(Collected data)
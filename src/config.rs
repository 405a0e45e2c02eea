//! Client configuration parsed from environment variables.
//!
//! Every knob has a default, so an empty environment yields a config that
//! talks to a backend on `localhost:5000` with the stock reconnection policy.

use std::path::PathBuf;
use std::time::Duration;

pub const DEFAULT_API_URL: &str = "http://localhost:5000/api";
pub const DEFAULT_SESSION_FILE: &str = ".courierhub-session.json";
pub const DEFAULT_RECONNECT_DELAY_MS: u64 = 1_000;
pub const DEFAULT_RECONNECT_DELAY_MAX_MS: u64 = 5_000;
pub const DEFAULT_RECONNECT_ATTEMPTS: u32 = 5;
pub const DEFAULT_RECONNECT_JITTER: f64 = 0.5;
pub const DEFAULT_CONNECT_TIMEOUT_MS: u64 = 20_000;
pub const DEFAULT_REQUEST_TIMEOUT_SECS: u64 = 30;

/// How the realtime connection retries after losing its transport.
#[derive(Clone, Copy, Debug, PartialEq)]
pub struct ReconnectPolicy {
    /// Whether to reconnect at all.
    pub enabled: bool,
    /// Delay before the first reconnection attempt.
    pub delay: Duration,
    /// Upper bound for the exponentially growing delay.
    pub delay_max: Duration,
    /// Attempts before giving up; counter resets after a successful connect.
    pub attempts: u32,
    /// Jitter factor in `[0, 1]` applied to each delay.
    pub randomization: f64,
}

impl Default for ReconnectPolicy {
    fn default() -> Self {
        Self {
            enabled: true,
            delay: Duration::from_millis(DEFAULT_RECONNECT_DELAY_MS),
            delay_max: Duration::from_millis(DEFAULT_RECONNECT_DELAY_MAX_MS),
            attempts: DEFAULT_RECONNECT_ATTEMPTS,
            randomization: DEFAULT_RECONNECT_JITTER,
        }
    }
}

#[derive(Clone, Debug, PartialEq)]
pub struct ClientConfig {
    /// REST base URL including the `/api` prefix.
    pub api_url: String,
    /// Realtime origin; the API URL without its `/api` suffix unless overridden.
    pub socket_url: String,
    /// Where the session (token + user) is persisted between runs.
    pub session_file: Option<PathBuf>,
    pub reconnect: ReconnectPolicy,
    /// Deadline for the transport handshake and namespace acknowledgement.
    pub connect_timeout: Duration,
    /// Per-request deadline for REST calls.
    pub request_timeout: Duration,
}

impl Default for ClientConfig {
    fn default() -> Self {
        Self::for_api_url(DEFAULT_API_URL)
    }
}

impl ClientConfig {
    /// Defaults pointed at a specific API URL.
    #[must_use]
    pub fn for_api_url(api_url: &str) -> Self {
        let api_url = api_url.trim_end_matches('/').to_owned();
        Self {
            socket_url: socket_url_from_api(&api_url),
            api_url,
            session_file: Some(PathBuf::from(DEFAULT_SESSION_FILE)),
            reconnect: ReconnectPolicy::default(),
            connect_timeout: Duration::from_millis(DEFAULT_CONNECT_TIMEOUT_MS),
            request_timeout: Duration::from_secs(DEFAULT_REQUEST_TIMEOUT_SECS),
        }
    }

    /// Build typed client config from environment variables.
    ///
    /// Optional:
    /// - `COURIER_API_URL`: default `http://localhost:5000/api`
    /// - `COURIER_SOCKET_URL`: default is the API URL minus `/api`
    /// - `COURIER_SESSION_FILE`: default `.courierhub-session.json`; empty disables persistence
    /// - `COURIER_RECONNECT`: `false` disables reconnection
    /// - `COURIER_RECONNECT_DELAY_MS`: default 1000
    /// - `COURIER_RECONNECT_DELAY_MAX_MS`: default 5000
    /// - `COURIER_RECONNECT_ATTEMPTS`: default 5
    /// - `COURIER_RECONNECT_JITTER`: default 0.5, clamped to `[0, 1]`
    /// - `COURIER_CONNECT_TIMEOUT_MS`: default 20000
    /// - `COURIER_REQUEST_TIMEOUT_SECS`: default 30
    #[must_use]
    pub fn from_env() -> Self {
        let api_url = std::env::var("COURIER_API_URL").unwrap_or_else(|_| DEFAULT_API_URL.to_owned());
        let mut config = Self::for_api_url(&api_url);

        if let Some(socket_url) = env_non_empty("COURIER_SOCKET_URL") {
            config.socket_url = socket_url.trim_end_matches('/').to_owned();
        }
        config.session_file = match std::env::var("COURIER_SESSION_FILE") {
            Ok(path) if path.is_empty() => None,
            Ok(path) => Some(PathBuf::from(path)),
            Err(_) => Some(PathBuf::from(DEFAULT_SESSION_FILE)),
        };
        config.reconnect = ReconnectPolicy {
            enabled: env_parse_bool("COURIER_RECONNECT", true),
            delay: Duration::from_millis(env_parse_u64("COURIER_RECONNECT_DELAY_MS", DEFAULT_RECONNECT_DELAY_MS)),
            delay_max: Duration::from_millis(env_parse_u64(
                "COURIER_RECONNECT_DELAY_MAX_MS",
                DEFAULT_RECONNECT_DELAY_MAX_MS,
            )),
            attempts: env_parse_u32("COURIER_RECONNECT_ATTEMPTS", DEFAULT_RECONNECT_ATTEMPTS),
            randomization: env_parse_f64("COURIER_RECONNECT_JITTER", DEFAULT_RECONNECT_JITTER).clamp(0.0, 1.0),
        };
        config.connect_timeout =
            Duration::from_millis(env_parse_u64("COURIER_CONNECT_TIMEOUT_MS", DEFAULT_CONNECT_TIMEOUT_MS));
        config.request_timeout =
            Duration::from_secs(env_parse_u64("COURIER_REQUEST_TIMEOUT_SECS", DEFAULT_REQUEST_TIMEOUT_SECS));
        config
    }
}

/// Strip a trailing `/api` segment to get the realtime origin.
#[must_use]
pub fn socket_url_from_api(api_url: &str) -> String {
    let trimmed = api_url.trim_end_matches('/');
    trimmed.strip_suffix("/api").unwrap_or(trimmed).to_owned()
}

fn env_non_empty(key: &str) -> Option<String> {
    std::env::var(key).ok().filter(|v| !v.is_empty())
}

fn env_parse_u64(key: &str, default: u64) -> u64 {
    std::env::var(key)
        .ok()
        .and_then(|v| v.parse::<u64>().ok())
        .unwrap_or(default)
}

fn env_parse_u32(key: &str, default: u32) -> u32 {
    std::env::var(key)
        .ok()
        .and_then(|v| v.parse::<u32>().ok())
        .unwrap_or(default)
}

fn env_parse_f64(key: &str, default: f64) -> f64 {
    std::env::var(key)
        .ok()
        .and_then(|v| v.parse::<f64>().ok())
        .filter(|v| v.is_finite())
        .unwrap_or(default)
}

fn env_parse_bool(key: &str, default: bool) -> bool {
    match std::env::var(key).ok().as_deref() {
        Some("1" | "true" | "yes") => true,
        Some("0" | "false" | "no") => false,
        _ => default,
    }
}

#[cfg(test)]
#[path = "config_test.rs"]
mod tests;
==
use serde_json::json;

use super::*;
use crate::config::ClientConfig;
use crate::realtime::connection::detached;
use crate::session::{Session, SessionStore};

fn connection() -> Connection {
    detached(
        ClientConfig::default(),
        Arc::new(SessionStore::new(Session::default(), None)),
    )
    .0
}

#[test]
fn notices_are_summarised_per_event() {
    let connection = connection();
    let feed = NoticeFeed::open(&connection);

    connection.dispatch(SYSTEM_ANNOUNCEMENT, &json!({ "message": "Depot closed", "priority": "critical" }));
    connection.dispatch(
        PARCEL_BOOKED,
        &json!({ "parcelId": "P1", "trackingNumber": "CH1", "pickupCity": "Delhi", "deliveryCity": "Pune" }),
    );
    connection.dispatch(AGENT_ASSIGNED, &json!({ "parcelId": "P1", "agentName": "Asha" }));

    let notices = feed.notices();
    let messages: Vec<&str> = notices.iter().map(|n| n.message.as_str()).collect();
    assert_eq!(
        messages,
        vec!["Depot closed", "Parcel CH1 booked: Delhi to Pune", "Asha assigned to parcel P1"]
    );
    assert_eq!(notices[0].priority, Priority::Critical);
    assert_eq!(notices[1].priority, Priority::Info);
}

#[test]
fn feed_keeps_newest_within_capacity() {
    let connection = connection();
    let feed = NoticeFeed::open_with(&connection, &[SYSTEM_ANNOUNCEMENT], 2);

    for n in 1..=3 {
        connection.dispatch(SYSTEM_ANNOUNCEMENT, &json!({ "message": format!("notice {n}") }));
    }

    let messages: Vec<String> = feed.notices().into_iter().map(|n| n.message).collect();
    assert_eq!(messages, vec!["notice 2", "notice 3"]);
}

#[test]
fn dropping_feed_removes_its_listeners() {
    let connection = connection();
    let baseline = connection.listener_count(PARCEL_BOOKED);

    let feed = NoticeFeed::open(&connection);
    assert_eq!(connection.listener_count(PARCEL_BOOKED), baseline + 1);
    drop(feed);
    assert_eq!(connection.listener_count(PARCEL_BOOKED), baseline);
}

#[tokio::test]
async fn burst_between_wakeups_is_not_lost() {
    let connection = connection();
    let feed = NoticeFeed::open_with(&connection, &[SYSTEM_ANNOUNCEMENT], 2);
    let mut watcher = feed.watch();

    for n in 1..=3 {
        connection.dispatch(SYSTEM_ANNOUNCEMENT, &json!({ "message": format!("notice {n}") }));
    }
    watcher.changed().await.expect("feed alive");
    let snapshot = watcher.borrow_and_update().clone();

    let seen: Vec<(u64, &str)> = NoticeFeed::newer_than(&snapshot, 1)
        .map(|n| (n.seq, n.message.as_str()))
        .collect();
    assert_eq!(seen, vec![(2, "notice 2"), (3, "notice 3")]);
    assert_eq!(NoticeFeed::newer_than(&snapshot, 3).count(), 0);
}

• [Assignment]
Scan the records for the string "Debug". Copy each line in which it appears.

• [Response to this exercise]
#[derive(Clone, Copy, Debug, PartialEq)]
#[derive(Clone, Debug, PartialEq)]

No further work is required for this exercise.